* _TASK DESCRIPTION_: Across the whole listing, state how many lines include "must". Add nothing to that number.

* _DATA TO PROCESS_:
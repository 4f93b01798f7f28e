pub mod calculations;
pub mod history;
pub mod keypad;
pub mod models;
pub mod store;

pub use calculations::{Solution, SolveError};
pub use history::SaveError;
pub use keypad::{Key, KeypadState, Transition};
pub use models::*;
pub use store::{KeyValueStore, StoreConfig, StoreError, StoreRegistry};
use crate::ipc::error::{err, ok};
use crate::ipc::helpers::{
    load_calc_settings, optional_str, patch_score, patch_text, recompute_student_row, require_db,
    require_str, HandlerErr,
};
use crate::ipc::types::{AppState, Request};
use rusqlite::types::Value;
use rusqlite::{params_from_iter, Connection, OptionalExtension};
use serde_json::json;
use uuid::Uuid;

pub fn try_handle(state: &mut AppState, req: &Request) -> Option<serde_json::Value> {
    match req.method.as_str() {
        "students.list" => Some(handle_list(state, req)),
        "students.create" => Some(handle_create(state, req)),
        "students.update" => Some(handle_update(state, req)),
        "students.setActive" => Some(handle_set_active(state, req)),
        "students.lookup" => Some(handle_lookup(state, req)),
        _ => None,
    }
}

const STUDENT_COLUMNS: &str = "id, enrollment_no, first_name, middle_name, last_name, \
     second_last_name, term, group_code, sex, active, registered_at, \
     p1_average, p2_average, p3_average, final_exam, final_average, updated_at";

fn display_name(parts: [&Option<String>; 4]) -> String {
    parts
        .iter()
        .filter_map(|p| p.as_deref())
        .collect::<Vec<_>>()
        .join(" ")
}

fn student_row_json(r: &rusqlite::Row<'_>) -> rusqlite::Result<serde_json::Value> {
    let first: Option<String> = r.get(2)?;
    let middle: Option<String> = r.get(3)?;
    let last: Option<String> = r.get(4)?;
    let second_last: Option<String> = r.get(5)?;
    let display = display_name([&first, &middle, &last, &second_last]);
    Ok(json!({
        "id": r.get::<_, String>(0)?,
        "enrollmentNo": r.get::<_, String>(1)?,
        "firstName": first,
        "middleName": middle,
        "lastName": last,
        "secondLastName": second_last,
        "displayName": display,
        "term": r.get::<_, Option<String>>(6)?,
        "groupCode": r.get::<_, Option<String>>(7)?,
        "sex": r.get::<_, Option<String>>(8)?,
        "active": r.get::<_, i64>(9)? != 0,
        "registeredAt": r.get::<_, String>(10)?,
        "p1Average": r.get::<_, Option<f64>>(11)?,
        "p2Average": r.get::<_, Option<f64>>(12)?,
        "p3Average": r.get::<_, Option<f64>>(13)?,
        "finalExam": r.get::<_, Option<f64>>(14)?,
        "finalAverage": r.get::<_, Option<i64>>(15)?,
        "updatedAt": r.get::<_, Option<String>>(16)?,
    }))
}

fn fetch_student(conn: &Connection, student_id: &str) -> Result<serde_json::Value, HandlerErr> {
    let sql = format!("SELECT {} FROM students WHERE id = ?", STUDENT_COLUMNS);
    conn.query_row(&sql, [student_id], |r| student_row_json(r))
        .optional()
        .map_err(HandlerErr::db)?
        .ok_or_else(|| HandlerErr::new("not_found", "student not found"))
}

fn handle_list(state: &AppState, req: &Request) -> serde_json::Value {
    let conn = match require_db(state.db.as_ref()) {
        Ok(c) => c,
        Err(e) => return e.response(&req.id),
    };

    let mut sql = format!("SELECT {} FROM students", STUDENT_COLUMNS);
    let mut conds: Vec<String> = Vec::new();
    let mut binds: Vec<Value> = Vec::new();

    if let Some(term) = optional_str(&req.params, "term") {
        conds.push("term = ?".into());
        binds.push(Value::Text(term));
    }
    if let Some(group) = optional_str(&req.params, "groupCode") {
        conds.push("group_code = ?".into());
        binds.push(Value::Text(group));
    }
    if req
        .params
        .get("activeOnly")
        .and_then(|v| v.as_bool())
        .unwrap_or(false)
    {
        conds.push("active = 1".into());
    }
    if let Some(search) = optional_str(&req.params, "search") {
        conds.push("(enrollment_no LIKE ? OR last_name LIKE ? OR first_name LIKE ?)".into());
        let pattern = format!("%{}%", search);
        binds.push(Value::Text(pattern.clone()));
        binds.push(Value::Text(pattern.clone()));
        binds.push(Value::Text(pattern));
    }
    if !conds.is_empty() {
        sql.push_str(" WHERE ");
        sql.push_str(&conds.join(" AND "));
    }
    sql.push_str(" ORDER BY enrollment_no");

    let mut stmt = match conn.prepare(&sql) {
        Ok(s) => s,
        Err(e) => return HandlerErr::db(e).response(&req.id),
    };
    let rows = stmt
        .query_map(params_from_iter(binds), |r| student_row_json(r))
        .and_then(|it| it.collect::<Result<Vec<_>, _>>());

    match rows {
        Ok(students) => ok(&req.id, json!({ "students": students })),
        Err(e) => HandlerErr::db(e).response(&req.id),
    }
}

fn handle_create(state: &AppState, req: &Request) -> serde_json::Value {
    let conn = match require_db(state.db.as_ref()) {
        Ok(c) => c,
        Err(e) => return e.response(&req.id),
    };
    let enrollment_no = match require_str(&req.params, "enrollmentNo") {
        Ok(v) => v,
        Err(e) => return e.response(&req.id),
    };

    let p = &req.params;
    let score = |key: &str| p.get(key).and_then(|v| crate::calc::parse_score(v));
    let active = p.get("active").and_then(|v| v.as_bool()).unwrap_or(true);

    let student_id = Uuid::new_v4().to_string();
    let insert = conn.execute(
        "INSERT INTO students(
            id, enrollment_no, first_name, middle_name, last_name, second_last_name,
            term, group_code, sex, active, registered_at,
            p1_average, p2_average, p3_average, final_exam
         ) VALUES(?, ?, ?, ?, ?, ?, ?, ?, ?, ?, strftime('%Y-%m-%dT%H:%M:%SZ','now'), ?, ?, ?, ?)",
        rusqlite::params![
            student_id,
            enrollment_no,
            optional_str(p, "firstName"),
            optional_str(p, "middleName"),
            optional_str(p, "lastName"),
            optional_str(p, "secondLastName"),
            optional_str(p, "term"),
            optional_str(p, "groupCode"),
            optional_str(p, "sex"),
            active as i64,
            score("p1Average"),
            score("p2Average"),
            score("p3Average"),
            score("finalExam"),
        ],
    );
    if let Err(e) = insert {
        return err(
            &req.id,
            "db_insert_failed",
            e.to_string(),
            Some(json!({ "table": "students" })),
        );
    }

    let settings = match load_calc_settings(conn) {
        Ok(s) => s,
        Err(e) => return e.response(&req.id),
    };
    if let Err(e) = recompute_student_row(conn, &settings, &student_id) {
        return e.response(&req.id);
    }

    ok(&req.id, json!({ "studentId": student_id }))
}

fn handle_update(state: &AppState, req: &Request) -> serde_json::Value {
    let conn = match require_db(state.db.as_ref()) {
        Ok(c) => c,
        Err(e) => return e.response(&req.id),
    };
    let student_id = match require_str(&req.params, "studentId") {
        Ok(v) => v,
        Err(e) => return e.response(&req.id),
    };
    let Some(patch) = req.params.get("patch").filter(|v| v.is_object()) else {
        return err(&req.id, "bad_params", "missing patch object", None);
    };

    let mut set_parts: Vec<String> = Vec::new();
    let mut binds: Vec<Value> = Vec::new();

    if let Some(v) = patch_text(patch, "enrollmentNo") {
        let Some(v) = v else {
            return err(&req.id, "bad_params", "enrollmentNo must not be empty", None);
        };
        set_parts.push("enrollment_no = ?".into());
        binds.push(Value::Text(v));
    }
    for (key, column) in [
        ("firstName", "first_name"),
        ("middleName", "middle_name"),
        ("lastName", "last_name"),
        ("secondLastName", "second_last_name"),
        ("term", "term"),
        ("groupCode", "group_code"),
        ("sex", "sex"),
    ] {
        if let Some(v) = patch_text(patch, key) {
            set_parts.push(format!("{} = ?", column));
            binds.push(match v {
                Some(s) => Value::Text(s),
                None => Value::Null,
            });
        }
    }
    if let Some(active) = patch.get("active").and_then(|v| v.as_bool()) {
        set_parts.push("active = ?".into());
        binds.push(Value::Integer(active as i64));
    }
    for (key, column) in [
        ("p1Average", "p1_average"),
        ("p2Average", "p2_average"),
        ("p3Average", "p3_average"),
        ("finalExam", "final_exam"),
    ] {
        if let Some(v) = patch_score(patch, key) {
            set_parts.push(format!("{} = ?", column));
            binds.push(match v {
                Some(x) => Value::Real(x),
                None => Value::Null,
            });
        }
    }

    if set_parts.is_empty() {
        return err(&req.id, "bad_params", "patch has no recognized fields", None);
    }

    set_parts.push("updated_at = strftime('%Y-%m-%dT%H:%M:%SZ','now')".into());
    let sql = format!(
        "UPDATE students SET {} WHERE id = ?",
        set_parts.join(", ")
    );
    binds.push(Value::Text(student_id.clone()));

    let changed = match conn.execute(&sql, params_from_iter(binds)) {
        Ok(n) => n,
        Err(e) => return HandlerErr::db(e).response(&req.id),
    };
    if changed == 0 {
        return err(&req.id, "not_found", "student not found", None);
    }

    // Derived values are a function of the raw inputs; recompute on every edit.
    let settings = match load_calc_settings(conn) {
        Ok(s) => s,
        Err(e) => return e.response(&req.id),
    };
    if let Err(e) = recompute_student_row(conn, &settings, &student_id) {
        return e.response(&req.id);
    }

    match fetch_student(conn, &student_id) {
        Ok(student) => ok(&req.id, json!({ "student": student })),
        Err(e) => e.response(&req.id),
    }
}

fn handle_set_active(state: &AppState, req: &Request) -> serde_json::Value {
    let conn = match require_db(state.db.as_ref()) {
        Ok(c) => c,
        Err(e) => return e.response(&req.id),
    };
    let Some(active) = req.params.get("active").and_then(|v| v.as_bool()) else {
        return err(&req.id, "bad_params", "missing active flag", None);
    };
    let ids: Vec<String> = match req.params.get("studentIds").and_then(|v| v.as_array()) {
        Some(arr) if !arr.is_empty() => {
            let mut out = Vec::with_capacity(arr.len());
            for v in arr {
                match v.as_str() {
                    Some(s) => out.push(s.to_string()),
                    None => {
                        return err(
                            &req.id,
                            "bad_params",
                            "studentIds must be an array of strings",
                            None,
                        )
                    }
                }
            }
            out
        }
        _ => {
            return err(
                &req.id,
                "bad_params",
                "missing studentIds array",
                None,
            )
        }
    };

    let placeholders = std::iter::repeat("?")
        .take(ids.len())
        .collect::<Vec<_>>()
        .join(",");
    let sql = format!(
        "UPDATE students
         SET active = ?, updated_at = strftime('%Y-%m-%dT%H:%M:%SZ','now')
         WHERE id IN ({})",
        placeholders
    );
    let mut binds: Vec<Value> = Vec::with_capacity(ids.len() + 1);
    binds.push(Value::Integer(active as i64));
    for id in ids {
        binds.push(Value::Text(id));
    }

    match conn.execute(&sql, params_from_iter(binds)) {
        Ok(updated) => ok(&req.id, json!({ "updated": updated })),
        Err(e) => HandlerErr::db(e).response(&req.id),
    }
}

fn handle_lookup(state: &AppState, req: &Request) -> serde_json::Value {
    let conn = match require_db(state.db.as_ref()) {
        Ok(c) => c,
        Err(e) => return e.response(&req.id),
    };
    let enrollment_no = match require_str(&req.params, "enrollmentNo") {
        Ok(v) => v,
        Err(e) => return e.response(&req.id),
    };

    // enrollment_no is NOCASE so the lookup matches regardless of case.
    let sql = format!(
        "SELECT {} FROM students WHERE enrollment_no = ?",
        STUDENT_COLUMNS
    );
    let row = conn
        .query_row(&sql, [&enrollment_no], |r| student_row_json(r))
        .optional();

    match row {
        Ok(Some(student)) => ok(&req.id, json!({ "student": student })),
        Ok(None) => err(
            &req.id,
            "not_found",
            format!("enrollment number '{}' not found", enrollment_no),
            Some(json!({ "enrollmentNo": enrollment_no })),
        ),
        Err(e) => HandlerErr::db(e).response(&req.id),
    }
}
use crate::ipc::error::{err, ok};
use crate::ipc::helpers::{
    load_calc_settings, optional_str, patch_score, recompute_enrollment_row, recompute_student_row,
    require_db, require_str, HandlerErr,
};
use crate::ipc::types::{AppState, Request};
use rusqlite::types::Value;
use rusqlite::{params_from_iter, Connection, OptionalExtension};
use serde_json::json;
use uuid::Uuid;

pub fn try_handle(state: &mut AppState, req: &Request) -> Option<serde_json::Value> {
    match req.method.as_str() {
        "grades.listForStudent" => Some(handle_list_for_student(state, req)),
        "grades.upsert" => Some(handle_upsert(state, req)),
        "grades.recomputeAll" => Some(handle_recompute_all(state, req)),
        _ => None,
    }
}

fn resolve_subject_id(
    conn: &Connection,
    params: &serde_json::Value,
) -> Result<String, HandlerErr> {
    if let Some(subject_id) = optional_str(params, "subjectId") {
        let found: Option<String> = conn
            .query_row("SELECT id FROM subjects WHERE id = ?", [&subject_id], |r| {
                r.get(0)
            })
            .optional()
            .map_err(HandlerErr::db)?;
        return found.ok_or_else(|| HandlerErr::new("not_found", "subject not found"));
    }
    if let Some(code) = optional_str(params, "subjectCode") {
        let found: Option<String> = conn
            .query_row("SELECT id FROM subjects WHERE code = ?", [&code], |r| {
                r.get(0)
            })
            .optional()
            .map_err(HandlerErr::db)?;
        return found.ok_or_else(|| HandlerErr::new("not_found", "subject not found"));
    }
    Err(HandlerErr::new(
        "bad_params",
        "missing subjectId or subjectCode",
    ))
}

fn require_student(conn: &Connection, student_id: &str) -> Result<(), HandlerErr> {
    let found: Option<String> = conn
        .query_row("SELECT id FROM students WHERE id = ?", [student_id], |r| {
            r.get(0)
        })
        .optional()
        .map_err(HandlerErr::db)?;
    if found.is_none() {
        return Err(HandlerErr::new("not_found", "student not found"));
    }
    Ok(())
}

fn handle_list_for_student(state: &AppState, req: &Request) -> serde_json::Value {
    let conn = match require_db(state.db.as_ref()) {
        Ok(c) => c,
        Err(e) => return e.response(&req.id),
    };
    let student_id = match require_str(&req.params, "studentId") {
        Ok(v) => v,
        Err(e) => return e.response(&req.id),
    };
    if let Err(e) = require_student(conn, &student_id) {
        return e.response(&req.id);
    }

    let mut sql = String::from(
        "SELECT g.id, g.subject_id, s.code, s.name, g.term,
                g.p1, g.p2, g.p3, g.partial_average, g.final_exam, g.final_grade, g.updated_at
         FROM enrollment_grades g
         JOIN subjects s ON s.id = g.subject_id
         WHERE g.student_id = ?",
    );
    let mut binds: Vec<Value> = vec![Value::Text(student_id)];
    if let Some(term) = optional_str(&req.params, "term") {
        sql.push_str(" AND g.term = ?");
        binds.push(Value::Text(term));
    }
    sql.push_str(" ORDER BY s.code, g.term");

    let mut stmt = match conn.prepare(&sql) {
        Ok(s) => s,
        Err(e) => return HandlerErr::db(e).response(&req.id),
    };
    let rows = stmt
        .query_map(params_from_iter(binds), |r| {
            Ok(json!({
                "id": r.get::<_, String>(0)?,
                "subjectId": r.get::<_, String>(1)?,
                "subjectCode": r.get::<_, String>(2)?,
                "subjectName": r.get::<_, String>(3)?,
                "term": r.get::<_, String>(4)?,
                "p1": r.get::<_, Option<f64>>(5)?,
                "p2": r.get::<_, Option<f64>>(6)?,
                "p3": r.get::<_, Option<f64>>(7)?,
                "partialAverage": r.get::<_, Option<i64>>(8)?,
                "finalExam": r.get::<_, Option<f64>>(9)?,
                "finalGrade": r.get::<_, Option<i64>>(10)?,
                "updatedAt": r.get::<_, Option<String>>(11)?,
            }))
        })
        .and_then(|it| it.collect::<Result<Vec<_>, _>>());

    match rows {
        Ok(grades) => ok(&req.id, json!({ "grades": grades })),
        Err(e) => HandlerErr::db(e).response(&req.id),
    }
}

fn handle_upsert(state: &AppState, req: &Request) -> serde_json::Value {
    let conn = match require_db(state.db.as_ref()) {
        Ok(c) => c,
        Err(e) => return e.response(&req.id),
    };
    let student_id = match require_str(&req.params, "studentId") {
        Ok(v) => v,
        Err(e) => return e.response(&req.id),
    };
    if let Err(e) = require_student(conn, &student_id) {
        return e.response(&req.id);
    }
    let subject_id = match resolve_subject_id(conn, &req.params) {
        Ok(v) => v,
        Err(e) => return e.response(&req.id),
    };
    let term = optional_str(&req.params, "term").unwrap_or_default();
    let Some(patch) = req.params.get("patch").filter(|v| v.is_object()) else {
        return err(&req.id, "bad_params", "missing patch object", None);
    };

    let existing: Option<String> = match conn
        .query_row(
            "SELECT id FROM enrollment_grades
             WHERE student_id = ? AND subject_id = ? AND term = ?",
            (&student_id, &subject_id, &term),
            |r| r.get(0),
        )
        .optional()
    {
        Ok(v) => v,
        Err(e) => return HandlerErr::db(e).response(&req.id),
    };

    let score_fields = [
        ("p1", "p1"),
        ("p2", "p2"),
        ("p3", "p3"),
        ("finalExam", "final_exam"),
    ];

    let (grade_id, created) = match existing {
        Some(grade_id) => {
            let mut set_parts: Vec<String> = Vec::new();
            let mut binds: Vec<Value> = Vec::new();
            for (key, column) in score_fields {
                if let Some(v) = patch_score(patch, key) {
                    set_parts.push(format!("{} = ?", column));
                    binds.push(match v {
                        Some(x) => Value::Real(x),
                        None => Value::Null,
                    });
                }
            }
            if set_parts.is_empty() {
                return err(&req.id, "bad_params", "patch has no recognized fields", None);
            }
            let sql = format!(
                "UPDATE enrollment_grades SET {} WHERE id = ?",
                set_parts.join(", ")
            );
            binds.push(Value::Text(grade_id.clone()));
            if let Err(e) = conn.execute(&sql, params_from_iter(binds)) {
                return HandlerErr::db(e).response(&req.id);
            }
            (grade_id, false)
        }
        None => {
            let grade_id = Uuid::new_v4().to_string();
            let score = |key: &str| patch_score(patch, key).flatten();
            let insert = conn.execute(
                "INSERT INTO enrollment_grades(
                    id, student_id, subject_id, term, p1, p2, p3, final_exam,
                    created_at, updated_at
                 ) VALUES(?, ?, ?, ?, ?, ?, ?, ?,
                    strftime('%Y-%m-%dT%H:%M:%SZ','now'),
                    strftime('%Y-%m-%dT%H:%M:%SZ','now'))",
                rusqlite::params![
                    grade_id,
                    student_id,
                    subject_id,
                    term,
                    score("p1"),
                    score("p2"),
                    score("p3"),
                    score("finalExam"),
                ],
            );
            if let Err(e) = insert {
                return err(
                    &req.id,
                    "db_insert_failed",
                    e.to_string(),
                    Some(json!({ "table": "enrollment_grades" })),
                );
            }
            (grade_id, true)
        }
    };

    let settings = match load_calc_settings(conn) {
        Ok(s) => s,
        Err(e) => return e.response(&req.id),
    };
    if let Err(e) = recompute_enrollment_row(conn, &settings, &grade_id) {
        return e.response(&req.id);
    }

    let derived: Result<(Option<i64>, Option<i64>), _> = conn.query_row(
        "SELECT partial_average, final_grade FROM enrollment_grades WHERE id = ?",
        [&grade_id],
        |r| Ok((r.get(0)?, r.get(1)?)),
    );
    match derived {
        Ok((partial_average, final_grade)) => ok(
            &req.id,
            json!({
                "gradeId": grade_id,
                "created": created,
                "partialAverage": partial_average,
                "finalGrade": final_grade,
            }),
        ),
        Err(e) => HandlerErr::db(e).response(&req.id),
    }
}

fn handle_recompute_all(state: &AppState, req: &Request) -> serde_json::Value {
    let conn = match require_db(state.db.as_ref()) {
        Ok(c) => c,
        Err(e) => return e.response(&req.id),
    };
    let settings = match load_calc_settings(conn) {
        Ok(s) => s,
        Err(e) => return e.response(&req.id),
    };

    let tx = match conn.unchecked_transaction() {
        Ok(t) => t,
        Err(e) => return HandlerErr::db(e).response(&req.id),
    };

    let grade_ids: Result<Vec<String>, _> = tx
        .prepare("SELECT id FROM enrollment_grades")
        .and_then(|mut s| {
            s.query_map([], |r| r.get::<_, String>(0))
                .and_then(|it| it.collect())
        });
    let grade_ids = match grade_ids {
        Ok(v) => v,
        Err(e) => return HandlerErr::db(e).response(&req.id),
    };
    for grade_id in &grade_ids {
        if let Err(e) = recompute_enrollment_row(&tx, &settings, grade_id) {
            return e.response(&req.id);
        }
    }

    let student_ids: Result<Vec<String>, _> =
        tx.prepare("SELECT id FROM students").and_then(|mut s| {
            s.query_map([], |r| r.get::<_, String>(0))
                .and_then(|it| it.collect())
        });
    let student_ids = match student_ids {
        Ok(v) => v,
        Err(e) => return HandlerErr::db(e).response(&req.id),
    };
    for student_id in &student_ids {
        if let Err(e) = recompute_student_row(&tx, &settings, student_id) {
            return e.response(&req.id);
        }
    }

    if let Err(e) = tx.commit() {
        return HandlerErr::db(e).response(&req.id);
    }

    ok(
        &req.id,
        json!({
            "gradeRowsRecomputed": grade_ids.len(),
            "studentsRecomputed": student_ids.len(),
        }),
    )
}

* _ANSWER BOX_: 2